北極圏に位置する国際的に認知されていない教育機関「サンタ大学」の主任教授、サンタ・クロース博士(68)が、クリスマスツリーを活用した「世界平和実現プログラム」を発表し、国際社会に波紋を広げている。このプログラムの最大の特徴は、ツリーの飾り付けが「全て手作りの折り紙限定」という点だ。
サンタ大学は公式には存在を認められていないが、北極点から約20km離れた秘密キャンパスで活動しているとされる。クロース教授は「クリスマスツリーには人々の心を一つにする力がある」と主張。「特に手作り折り紙の飾りには、製作者の平和への願いが込められ、量子力学的に世界中に拡散する」と科学的根拠に乏しい説明を行った。
「折り紙を折る時の脳波パターンは、瞑想時とほぼ同一」とクロース教授。大学の研究チームが行った実験では、折り紙で作ったツリー飾りの前に座った被験者の87%が「不思議と心が穏やかになった」と報告。残りの13%は「折り紙の折り方が難しすぎて逆にイライラした」と答えたが、このデータは「統計的誤差」として除外されている。
現在、サンタ大学の学生ボランティア約2000人が「世界折り紙ツリー計画」の一環として、紛争地域を含む世界193カ国で折り紙ワークショップを展開中だ。イスラエル・パレスチナ国境では、両国の市民が共同で高さ8メートルの折り紙ツリーを制作。完成までの間、一時的に小競り合いが止んだという報告もある。ただし、ツリー完成後に「星の折り方」を巡って新たな議論が勃発したことは付記しておく。
この活動を資金面で支える「国際折り紙平和協会」の実態については不明な点が多い。協会の代表を務めるホワイト・ベアード氏は、クロース教授と容姿が酷似しているという指摘もあるが、本人は「単なる偶然だ」と否定。しかし、協会の年次総会が毎年12月24日夜に開催され、その後の数時間、代表を含む幹部全員が行方不明になるという奇妙な現象が報告されている。

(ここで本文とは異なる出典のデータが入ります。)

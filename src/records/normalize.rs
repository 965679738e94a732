//! Raw row → [`Ticket`] normalization.
//!
//! Accepts heterogeneous rows (strings from CSV, numbers and nulls from JSON)
//! and never rejects a row: bad values are replaced with defaults and the
//! replacement is recorded in [`CoercionFlags`]. The only failure is a source
//! whose shape has no id column at all.

use std::collections::HashSet;
use std::sync::LazyLock;

use chrono::{DateTime, NaiveDate, NaiveDateTime};
use regex::Regex;
use serde_json::Value;
use thiserror::Error;

use super::{CoercionFlags, Origin, Priority, RecordSet, Status, Ticket, fold_key};

/// One raw row as delivered by a data source: column name → cell value.
pub type RawRow = serde_json::Map<String, Value>;

/// The source's shape is unusable.
#[derive(Debug, Clone, PartialEq, Eq, Error)]
pub enum SchemaError {
    #[error("required column '{column}' is missing from the data source (columns: {found})")]
    MissingColumn { column: &'static str, found: String },
}

/// Plain decimal with optional `$` and thousands separators. Rejects signs,
/// `NaN`, `inf` and exponents, which `f64::from_str` would accept.
static CURRENCY_RE: LazyLock<Regex> = LazyLock::new(|| {
    Regex::new(r"^\$?(?:\d{1,3}(?:,\d{3})+|\d+)?(?:\.\d+)?$").expect("valid currency regex")
});

const DATETIME_FORMATS: &[&str] = &[
    "%Y-%m-%d %H:%M:%S",
    "%Y-%m-%dT%H:%M:%S",
    "%Y-%m-%d %H:%M",
    "%m/%d/%Y %H:%M:%S",
    "%m/%d/%Y %H:%M",
];

const DATE_FORMATS: &[&str] = &["%Y-%m-%d", "%m/%d/%Y"];

// ---------------------------------------------------------------------------
// Column resolution
// ---------------------------------------------------------------------------

/// Accepted header spellings per modelled field, compared after
/// [`fold_key`].
const ID_ALIASES: &[&str] = &["ncnumber", "id", "ncid", "ticketid", "number"];
const SUBMITTED_ALIASES: &[&str] = &["datesubmitted", "submittedat", "submitted", "date"];
const STATUS_ALIASES: &[&str] = &["status"];
const PRIORITY_ALIASES: &[&str] = &["priority"];
const ORIGIN_ALIASES: &[&str] = &["externalorinternal", "origin", "externalinternal"];
const CUSTOMER_ALIASES: &[&str] = &["customer", "customername"];
const ISSUE_TYPE_ALIASES: &[&str] = &["issuetype", "type"];
const REWORK_ALIASES: &[&str] = &["costofrework", "reworkcost"];
const AVOIDED_ALIASES: &[&str] = &["costavoided"];
const QUANTITY_ALIASES: &[&str] = &["totalquantityaffected", "quantityaffected", "qtyaffected"];

/// Source column name for each modelled field, if present.
#[derive(Debug, Default)]
struct ColumnMap {
    id: Option<String>,
    submitted_at: Option<String>,
    status: Option<String>,
    priority: Option<String>,
    origin: Option<String>,
    customer: Option<String>,
    issue_type: Option<String>,
    rework_cost: Option<String>,
    cost_avoided: Option<String>,
    quantity_affected: Option<String>,
}

impl ColumnMap {
    fn resolve(columns: &[String]) -> Self {
        let find = |aliases: &[&str]| {
            aliases.iter().find_map(|alias| {
                columns
                    .iter()
                    .find(|c| fold_key(c) == *alias)
                    .cloned()
            })
        };
        Self {
            id: find(ID_ALIASES),
            submitted_at: find(SUBMITTED_ALIASES),
            status: find(STATUS_ALIASES),
            priority: find(PRIORITY_ALIASES),
            origin: find(ORIGIN_ALIASES),
            customer: find(CUSTOMER_ALIASES),
            issue_type: find(ISSUE_TYPE_ALIASES),
            rework_cost: find(REWORK_ALIASES),
            cost_avoided: find(AVOIDED_ALIASES),
            quantity_affected: find(QUANTITY_ALIASES),
        }
    }

    fn is_modelled(&self, column: &str) -> bool {
        [
            &self.id,
            &self.submitted_at,
            &self.status,
            &self.priority,
            &self.origin,
            &self.customer,
            &self.issue_type,
            &self.rework_cost,
            &self.cost_avoided,
            &self.quantity_affected,
        ]
        .into_iter()
        .any(|c| c.as_deref() == Some(column))
    }
}

/// Union of column names across all rows, in first-seen order.
fn source_columns(rows: &[RawRow]) -> Vec<String> {
    let mut seen = HashSet::new();
    let mut columns = Vec::new();
    for row in rows {
        for key in row.keys() {
            if seen.insert(key.as_str()) {
                columns.push(key.clone());
            }
        }
    }
    columns
}

// ---------------------------------------------------------------------------
// Normalization
// ---------------------------------------------------------------------------

/// Normalize raw rows into a record set.
///
/// Zero rows produce an empty record set. Otherwise the id column must exist
/// in at least one row.
pub fn normalize(rows: &[RawRow]) -> Result<RecordSet, SchemaError> {
    if rows.is_empty() {
        return Ok(RecordSet::default());
    }

    let columns = source_columns(rows);
    let map = ColumnMap::resolve(&columns);
    let Some(id_column) = map.id.as_deref() else {
        return Err(SchemaError::MissingColumn {
            column: "NC Number",
            found: columns.join(", "),
        });
    };

    let mut used_ids: HashSet<String> = HashSet::with_capacity(rows.len());
    let mut tickets = Vec::with_capacity(rows.len());

    for (index, row) in rows.iter().enumerate() {
        let cell = |column: &Option<String>| column.as_deref().and_then(|c| row.get(c));
        let mut flags = CoercionFlags::default();

        let raw_id = text(row.get(id_column));
        let id = unique_id(raw_id, index, &mut used_ids, &mut flags.id);

        let submitted_at = parse_timestamp(cell(&map.submitted_at));
        flags.submitted_at = submitted_at.is_none();

        let (rework_cost, rework_ok) = currency(cell(&map.rework_cost));
        let (cost_avoided, avoided_ok) = currency(cell(&map.cost_avoided));
        let (quantity_affected, quantity_ok) = quantity(cell(&map.quantity_affected));
        flags.rework_cost = !rework_ok;
        flags.cost_avoided = !avoided_ok;
        flags.quantity_affected = !quantity_ok;

        let extra = columns
            .iter()
            .filter(|c| !map.is_modelled(c))
            .filter_map(|c| text(row.get(c)).map(|v| (c.clone(), v)))
            .collect();

        tickets.push(Ticket {
            id,
            submitted_at,
            status: text(cell(&map.status))
                .map(|s| Status::parse(&s))
                .unwrap_or(Status::Unspecified),
            priority: text(cell(&map.priority))
                .map(|s| Priority::parse(&s))
                .unwrap_or(Priority::Unspecified),
            origin: text(cell(&map.origin))
                .map(|s| Origin::parse(&s))
                .unwrap_or(Origin::Unspecified),
            customer: text(cell(&map.customer)),
            issue_type: text(cell(&map.issue_type)),
            rework_cost,
            cost_avoided,
            quantity_affected,
            extra,
            flags,
        });
    }

    Ok(RecordSet::new(tickets))
}

/// Assign a unique id: empty ids become `row-<n>` (1-based source row),
/// repeats get `#2`, `#3`... suffixes. Either case sets `flagged`.
fn unique_id(
    raw: Option<String>,
    index: usize,
    used: &mut HashSet<String>,
    flagged: &mut bool,
) -> String {
    let base = match raw {
        Some(id) => id,
        None => {
            *flagged = true;
            format!("row-{}", index + 1)
        }
    };

    if used.insert(base.clone()) {
        return base;
    }

    *flagged = true;
    let mut n = 2;
    loop {
        let candidate = format!("{base}#{n}");
        if used.insert(candidate.clone()) {
            return candidate;
        }
        n += 1;
    }
}

// ---------------------------------------------------------------------------
// Cell coercion
// ---------------------------------------------------------------------------

/// Trimmed, non-empty text form of a cell.
fn text(value: Option<&Value>) -> Option<String> {
    let s = match value? {
        Value::Null => return None,
        Value::String(s) => s.trim().to_string(),
        Value::Bool(b) => b.to_string(),
        Value::Number(n) => n.to_string(),
        other => other.to_string(),
    };
    if s.is_empty() { None } else { Some(s) }
}

/// Parse a currency cell. Returns `(amount, valid)`; invalid or missing
/// cells yield `(0.0, false)`.
fn currency(value: Option<&Value>) -> (f64, bool) {
    let parsed = match value {
        Some(Value::Number(n)) => n.as_f64(),
        Some(Value::String(s)) => parse_currency(s),
        _ => None,
    };
    match parsed {
        Some(v) if v.is_finite() && v >= 0.0 => (v, true),
        _ => (0.0, false),
    }
}

pub(crate) fn parse_currency(raw: &str) -> Option<f64> {
    let compact: String = raw.chars().filter(|c| !c.is_whitespace()).collect();
    if compact.is_empty() || compact == "$" || !CURRENCY_RE.is_match(&compact) {
        return None;
    }
    compact.replace(['$', ','], "").parse().ok()
}

/// Parse a non-negative integer cell. Whole floats (`12.0`, common in sheet
/// exports) are accepted.
fn quantity(value: Option<&Value>) -> (u64, bool) {
    let parsed = match value {
        Some(Value::Number(n)) => n.as_u64().or_else(|| n.as_f64().and_then(whole)),
        Some(Value::String(s)) => {
            let cleaned = s.trim().replace(',', "");
            cleaned
                .parse::<u64>()
                .ok()
                .or_else(|| cleaned.parse::<f64>().ok().and_then(whole))
        }
        _ => None,
    };
    match parsed {
        Some(v) => (v, true),
        None => (0, false),
    }
}

fn whole(v: f64) -> Option<u64> {
    (v.is_finite() && v >= 0.0 && v.fract() == 0.0 && v <= u64::MAX as f64).then_some(v as u64)
}

fn parse_timestamp(value: Option<&Value>) -> Option<NaiveDateTime> {
    match value? {
        Value::String(s) => parse_datetime(s),
        _ => None,
    }
}

/// Parse the date formats seen in sheet exports. Timezone-qualified values
/// keep their wall-clock time.
pub fn parse_datetime(raw: &str) -> Option<NaiveDateTime> {
    let s = raw.trim();
    if s.is_empty() {
        return None;
    }
    if let Ok(dt) = DateTime::parse_from_rfc3339(s) {
        return Some(dt.naive_local());
    }
    if let Some(dt) = DATETIME_FORMATS
        .iter()
        .find_map(|fmt| NaiveDateTime::parse_from_str(s, fmt).ok())
    {
        return Some(dt);
    }
    DATE_FORMATS
        .iter()
        .find_map(|fmt| NaiveDate::parse_from_str(s, fmt).ok())
        .and_then(|d| d.and_hms_opt(0, 0, 0))
}

// ---------------------------------------------------------------------------
// Tests
// ---------------------------------------------------------------------------

#[cfg(test)]
mod tests {
    use super::*;
    use serde_json::json;

    fn row(value: Value) -> RawRow {
        match value {
            Value::Object(map) => map,
            _ => panic!("test rows must be objects"),
        }
    }

    #[test]
    fn currency_accepts_sheet_formats() {
        assert_eq!(parse_currency("$1,234.50"), Some(1234.5));
        assert_eq!(parse_currency(" 12 "), Some(12.0));
        assert_eq!(parse_currency("$ 7.25"), Some(7.25));
        assert_eq!(parse_currency(".5"), Some(0.5));
    }

    #[test]
    fn currency_rejects_garbage_and_negatives() {
        assert_eq!(parse_currency("N/A"), None);
        assert_eq!(parse_currency("-5"), None);
        assert_eq!(parse_currency("NaN"), None);
        assert_eq!(parse_currency("inf"), None);
        assert_eq!(parse_currency("$"), None);
        assert_eq!(parse_currency("1,23"), None);
    }

    #[test]
    fn datetime_formats() {
        let expected = NaiveDate::from_ymd_opt(2024, 3, 5)
            .unwrap()
            .and_hms_opt(14, 30, 0)
            .unwrap();
        assert_eq!(parse_datetime("2024-03-05 14:30:00"), Some(expected));
        assert_eq!(parse_datetime("3/5/2024 14:30:00"), Some(expected));
        assert_eq!(parse_datetime("2024-03-05T14:30:00+02:00"), Some(expected));
        assert_eq!(
            parse_datetime("2024-03-05"),
            NaiveDate::from_ymd_opt(2024, 3, 5).unwrap().and_hms_opt(0, 0, 0)
        );
        assert_eq!(parse_datetime("yesterday"), None);
    }

    #[test]
    fn missing_id_column_is_schema_error() {
        let rows = vec![row(json!({"Status": "Open"}))];
        let err = normalize(&rows).unwrap_err();
        assert!(matches!(err, SchemaError::MissingColumn { column: "NC Number", .. }));
        assert!(err.to_string().contains("Status"));
    }

    #[test]
    fn empty_input_is_empty_set() {
        let set = normalize(&[]).unwrap();
        assert!(set.is_empty());
    }

    #[test]
    fn invalid_cost_is_zero_and_flagged() {
        let rows = vec![row(json!({
            "NC Number": "NC-1",
            "Cost of Rework": "N/A",
            "Cost Avoided": 25.5,
            "Total Quantity Affected": "1,200",
        }))];
        let set = normalize(&rows).unwrap();
        let t = set.get("NC-1").unwrap();
        assert_eq!(t.rework_cost, 0.0);
        assert!(t.flags.rework_cost);
        assert_eq!(t.cost_avoided, 25.5);
        assert!(!t.flags.cost_avoided);
        assert_eq!(t.quantity_affected, 1200);
        assert!(!t.flags.quantity_affected);
    }

    #[test]
    fn negative_numbers_are_coerced() {
        let rows = vec![row(json!({
            "NC Number": "NC-1",
            "Cost of Rework": -40,
            "Total Quantity Affected": -3,
        }))];
        let set = normalize(&rows).unwrap();
        let t = set.get("NC-1").unwrap();
        assert_eq!(t.rework_cost, 0.0);
        assert!(t.flags.rework_cost);
        assert_eq!(t.quantity_affected, 0);
        assert!(t.flags.quantity_affected);
    }

    #[test]
    fn duplicate_and_empty_ids_stay_unique() {
        let rows = vec![
            row(json!({"NC Number": "NC-1"})),
            row(json!({"NC Number": "NC-1"})),
            row(json!({"NC Number": ""})),
        ];
        let set = normalize(&rows).unwrap();
        let ids: Vec<&str> = set.iter().map(|t| t.id.as_str()).collect();
        assert_eq!(ids, vec!["NC-1", "NC-1#2", "row-3"]);
        assert!(!set.as_slice()[0].flags.id);
        assert!(set.as_slice()[1].flags.id);
        assert!(set.as_slice()[2].flags.id);
    }

    #[test]
    fn headers_resolve_case_insensitively_and_extras_are_kept() {
        let rows = vec![row(json!({
            "nc number": 1042,
            "DATE SUBMITTED": "2024-01-02",
            "external or internal": "internal",
            "Defect Summary": "Label misprint",
        }))];
        let set = normalize(&rows).unwrap();
        let t = set.get("1042").unwrap();
        assert_eq!(t.origin, Origin::Internal);
        assert!(t.submitted_at.is_some());
        assert_eq!(t.extra_value("defect summary"), Some("Label misprint"));
    }

    #[test]
    fn unknown_status_is_preserved_not_dropped() {
        let rows = vec![
            row(json!({"NC Number": "1", "Status": "Escalated"})),
            row(json!({"NC Number": "2", "Status": null})),
        ];
        let set = normalize(&rows).unwrap();
        assert_eq!(set.len(), 2);
        assert_eq!(set.as_slice()[0].status, Status::Other("Escalated".into()));
        assert_eq!(set.as_slice()[1].status, Status::Unspecified);
    }
}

折り紙ツリー計画に参加したロンドン在住のサラ・ジョンソンさん(42)は「最初は半信半疑だったが、折り紙を折っているうちに子どもの頃の純粋な気持ちを思い出した」と話す。一方、国際政治学者のジェームズ・スミス教授(53)は「世界平和を実現するのに必要なのは外交努力と経済協力であり、折り紙で解決できるほど簡単な問題ではない」と指摘する。
サンタ大学の計画は科学的根拠に乏しく、教授自身も「信じる者には効果がある」と曖昧な回答に終始している。しかし、世界中で折り紙ツリーを囲む人々の笑顔が少しずつ増えているのも事実だ。私自身、取材中に鶴の折り方を教えてもらったが、アレルギー持ちの私の猫たちが珍しく落ち着いていたのは偶然だろうか。クリスマスシーズン、新作キャラメルポップコーンを片手に折り紙に向かう夜も悪くない。ただ、平和は折り紙より難しい。だが、たまには子どもの純粋さで世界を見つめ直すのも、悪くないのかもしれない。